Report each line of the data below in which "HardwareInfo" appears.

# Source data
-=-=-=-=-
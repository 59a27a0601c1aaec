use crate::constants::TRANSPORT_FALLBACK_MESSAGE;
use serde::{Deserialize, Serialize};
use serde_json::Value;
use std::fmt;

/// Device facts captured once per run
#[derive(Debug, Clone, Default, PartialEq, Serialize, Deserialize)]
#[serde(rename_all = "camelCase")]
pub struct DeviceSnapshot {
    pub user_agent: String,
    pub os: NamedVersion,
    pub browser: NamedVersion,
    pub screen: Option<ScreenInfo>,
    pub input: InputInfo,
    pub locale: LocaleInfo,
    pub privacy: PrivacyInfo,
    pub hardware: HardwareInfo,
    pub connection: ConnectionInfo,
    pub battery: BatteryInfo,
    pub graphics: GraphicsInfo,
}

/// Classifier output for an operating system or browser
#[derive(Debug, Clone, Default, PartialEq, Eq, Serialize, Deserialize)]
pub struct NamedVersion {
    pub name: String,
    #[serde(skip_serializing_if = "Option::is_none")]
    pub version: Option<String>,
}

impl NamedVersion {
    pub fn new(name: &str, version: Option<String>) -> Self {
        Self {
            name: name.to_string(),
            version,
        }
    }

    /// `"{name} {version}"`, or just the name when the version is unknown
    pub fn display(&self) -> String {
        if self.name.is_empty() {
            return String::new();
        }
        format!("{} {}", self.name, self.version.as_deref().unwrap_or(""))
            .trim()
            .to_string()
    }
}

#[derive(Debug, Clone, Copy, PartialEq, Serialize, Deserialize)]
#[serde(rename_all = "camelCase")]
pub struct ScreenInfo {
    pub width: u32,
    pub height: u32,
    pub color_depth: u32,
    pub pixel_ratio: f64,
}

#[derive(Debug, Clone, Default, PartialEq, Eq, Serialize, Deserialize)]
pub struct InputInfo {
    pub touch: Option<bool>,
}

#[derive(Debug, Clone, Default, PartialEq, Eq, Serialize, Deserialize)]
pub struct LocaleInfo {
    pub language: Option<String>,
    pub timezone: Option<String>,
}

#[derive(Debug, Clone, Default, PartialEq, Eq, Serialize, Deserialize)]
#[serde(rename_all = "camelCase")]
pub struct PrivacyInfo {
    pub do_not_track: Option<bool>,
    pub cookies_enabled: Option<bool>,
    pub local_storage: Option<bool>,
    pub session_storage: Option<bool>,
}

#[derive(Debug, Clone, Default, PartialEq, Serialize, Deserialize)]
pub struct HardwareInfo {
    pub cores: Option<u32>,
    #[serde(rename = "memoryGB")]
    pub memory_gb: Option<f64>,
}

#[derive(Debug, Clone, Default, PartialEq, Serialize, Deserialize)]
#[serde(rename_all = "camelCase")]
pub struct ConnectionInfo {
    pub effective_type: Option<String>,
    pub downlink_mbps: Option<f64>,
    pub rtt_ms: Option<u32>,
    pub save_data: Option<bool>,
}

#[derive(Debug, Clone, Default, PartialEq, Serialize, Deserialize)]
pub struct BatteryInfo {
    /// Charge between 0.0 and 1.0
    pub level: Option<f64>,
    pub charging: Option<bool>,
}

#[derive(Debug, Clone, Default, PartialEq, Eq, Serialize, Deserialize)]
pub struct GraphicsInfo {
    pub renderer: Option<String>,
}

/// Visitor network facts, or the reason they could not be fetched
///
/// Decoding is lenient: providers disagree on field types, so numbers may
/// arrive as strings and `error` may be a flag paired with `reason`.
#[derive(Debug, Clone, Default, PartialEq, Serialize, Deserialize)]
#[serde(from = "ProviderPayload")]
pub struct NetworkSnapshot {
    #[serde(skip_serializing_if = "Option::is_none")]
    pub ip: Option<String>,
    #[serde(skip_serializing_if = "Option::is_none")]
    pub city: Option<String>,
    #[serde(skip_serializing_if = "Option::is_none")]
    pub region: Option<String>,
    #[serde(skip_serializing_if = "Option::is_none")]
    pub country_name: Option<String>,
    #[serde(skip_serializing_if = "Option::is_none")]
    pub country_code: Option<String>,
    #[serde(skip_serializing_if = "Option::is_none")]
    pub latitude: Option<f64>,
    #[serde(skip_serializing_if = "Option::is_none")]
    pub longitude: Option<f64>,
    #[serde(skip_serializing_if = "Option::is_none")]
    pub org: Option<String>,
    #[serde(skip_serializing_if = "Option::is_none")]
    pub asn: Option<Asn>,
    #[serde(skip_serializing_if = "Option::is_none")]
    pub timezone: Option<String>,
    #[serde(skip_serializing_if = "Option::is_none")]
    pub postal: Option<String>,
    #[serde(skip_serializing_if = "Option::is_none")]
    pub version: Option<String>,
    #[serde(skip_serializing_if = "Option::is_none")]
    pub network: Option<String>,
    #[serde(skip_serializing_if = "Option::is_none")]
    pub error: Option<String>,
}

impl NetworkSnapshot {
    /// A snapshot carrying only an error message
    pub fn failure(message: impl Into<String>) -> Self {
        Self {
            error: Some(message.into()),
            ..Self::default()
        }
    }

    pub fn is_error(&self) -> bool {
        self.error.is_some()
    }
}

/// Raw provider body before normalisation
#[derive(Debug, Default, Deserialize)]
#[serde(default)]
struct ProviderPayload {
    ip: Option<Value>,
    city: Option<Value>,
    region: Option<Value>,
    country_name: Option<Value>,
    country_code: Option<Value>,
    latitude: Option<Value>,
    longitude: Option<Value>,
    org: Option<Value>,
    asn: Option<Value>,
    timezone: Option<Value>,
    postal: Option<Value>,
    version: Option<Value>,
    network: Option<Value>,
    error: Option<Value>,
    reason: Option<Value>,
}

fn loose_text(value: Option<Value>) -> Option<String> {
    match value? {
        Value::String(s) => Some(s),
        Value::Number(n) => Some(n.to_string()),
        _ => None,
    }
}

fn loose_number(value: Option<Value>) -> Option<f64> {
    match value? {
        Value::Number(n) => n.as_f64(),
        Value::String(s) => s.trim().parse().ok(),
        _ => None,
    }
}

fn loose_asn(value: Option<Value>) -> Option<Asn> {
    match value? {
        Value::Number(n) => n.as_u64().map(Asn::Number),
        Value::String(s) if !s.is_empty() => Some(Asn::Text(s)),
        _ => None,
    }
}

/// `error` is either a message or a `true` flag explained by `reason`;
/// an empty message or `false` means no error
fn loose_error(error: Option<Value>, reason: Option<Value>) -> Option<String> {
    match error? {
        Value::String(s) if !s.is_empty() => Some(s),
        Value::Bool(true) => Some(
            loose_text(reason)
                .filter(|r| !r.is_empty())
                .unwrap_or_else(|| TRANSPORT_FALLBACK_MESSAGE.to_string()),
        ),
        _ => None,
    }
}

impl From<ProviderPayload> for NetworkSnapshot {
    fn from(raw: ProviderPayload) -> Self {
        Self {
            ip: loose_text(raw.ip),
            city: loose_text(raw.city),
            region: loose_text(raw.region),
            country_name: loose_text(raw.country_name),
            country_code: loose_text(raw.country_code),
            latitude: loose_number(raw.latitude),
            longitude: loose_number(raw.longitude),
            org: loose_text(raw.org),
            asn: loose_asn(raw.asn),
            timezone: loose_text(raw.timezone),
            postal: loose_text(raw.postal),
            version: loose_text(raw.version),
            network: loose_text(raw.network),
            error: loose_error(raw.error, raw.reason),
        }
    }
}

/// Autonomous-system number; providers send either `"AS15169"` or `15169`
#[derive(Debug, Clone, PartialEq, Eq, Serialize, Deserialize)]
#[serde(untagged)]
pub enum Asn {
    Number(u64),
    Text(String),
}

impl fmt::Display for Asn {
    fn fmt(&self, f: &mut fmt::Formatter<'_>) -> fmt::Result {
        match self {
            Asn::Number(n) => write!(f, "{}", n),
            Asn::Text(s) => f.write_str(s),
        }
    }
}

/// One unit of staged output
#[derive(Debug, Clone, PartialEq, Eq, Serialize, Deserialize)]
#[serde(tag = "kind", rename_all = "lowercase")]
pub enum RevealItem {
    Heading { text: String },
    Kv { label: String, value: String, mono: bool },
}

impl RevealItem {
    pub fn heading(text: &str) -> Self {
        RevealItem::Heading {
            text: text.to_string(),
        }
    }

    pub fn divider() -> Self {
        Self::heading(crate::constants::DIVIDER)
    }

    /// A key/value row, or `None` when the value is empty
    pub fn kv(label: &str, value: impl Into<String>) -> Option<Self> {
        Self::row(label, value.into(), false)
    }

    /// A key/value row rendered in monospace, or `None` when the value is empty
    pub fn kv_mono(label: &str, value: impl Into<String>) -> Option<Self> {
        Self::row(label, value.into(), true)
    }

    fn row(label: &str, value: String, mono: bool) -> Option<Self> {
        if value.is_empty() {
            return None;
        }
        Some(RevealItem::Kv {
            label: label.to_string(),
            value,
            mono,
        })
    }

    pub fn is_divider(&self) -> bool {
        matches!(self, RevealItem::Heading { text } if text == crate::constants::DIVIDER)
    }

    pub fn label(&self) -> Option<&str> {
        match self {
            RevealItem::Kv { label, .. } => Some(label),
            RevealItem::Heading { .. } => None,
        }
    }

    pub fn value(&self) -> Option<&str> {
        match self {
            RevealItem::Kv { value, .. } => Some(value),
            RevealItem::Heading { .. } => None,
        }
    }
}

/// Identifier minted once per run; later runs compare greater
#[derive(Debug, Clone, Copy, Default, PartialEq, Eq, PartialOrd, Ord, Hash)]
pub struct RunId(pub u64);

impl fmt::Display for RunId {
    fn fmt(&self, f: &mut fmt::Formatter<'_>) -> fmt::Result {
        write!(f, "run#{}", self.0)
    }
}

/// Lifecycle notifications published by the sequencer
#[derive(Debug, Clone, PartialEq)]
pub enum RevealEvent {
    /// A new run became current and the visible sequence was cleared
    Started(RunId),
    /// An item was appended at `index` of the visible sequence
    Revealed {
        run: RunId,
        index: usize,
        item: RevealItem,
    },
    /// Every section of the run has been revealed
    Completed(RunId),
    /// The delayed follow-up after completion fired
    Notified(RunId),
}

impl RevealEvent {
    pub fn run(&self) -> RunId {
        match self {
            RevealEvent::Started(run)
            | RevealEvent::Completed(run)
            | RevealEvent::Notified(run) => *run,
            RevealEvent::Revealed { run, .. } => *run,
        }
    }
}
-=-=-=-=-
# Finished task
    pub hardware: HardwareInfo,
pub struct HardwareInfo {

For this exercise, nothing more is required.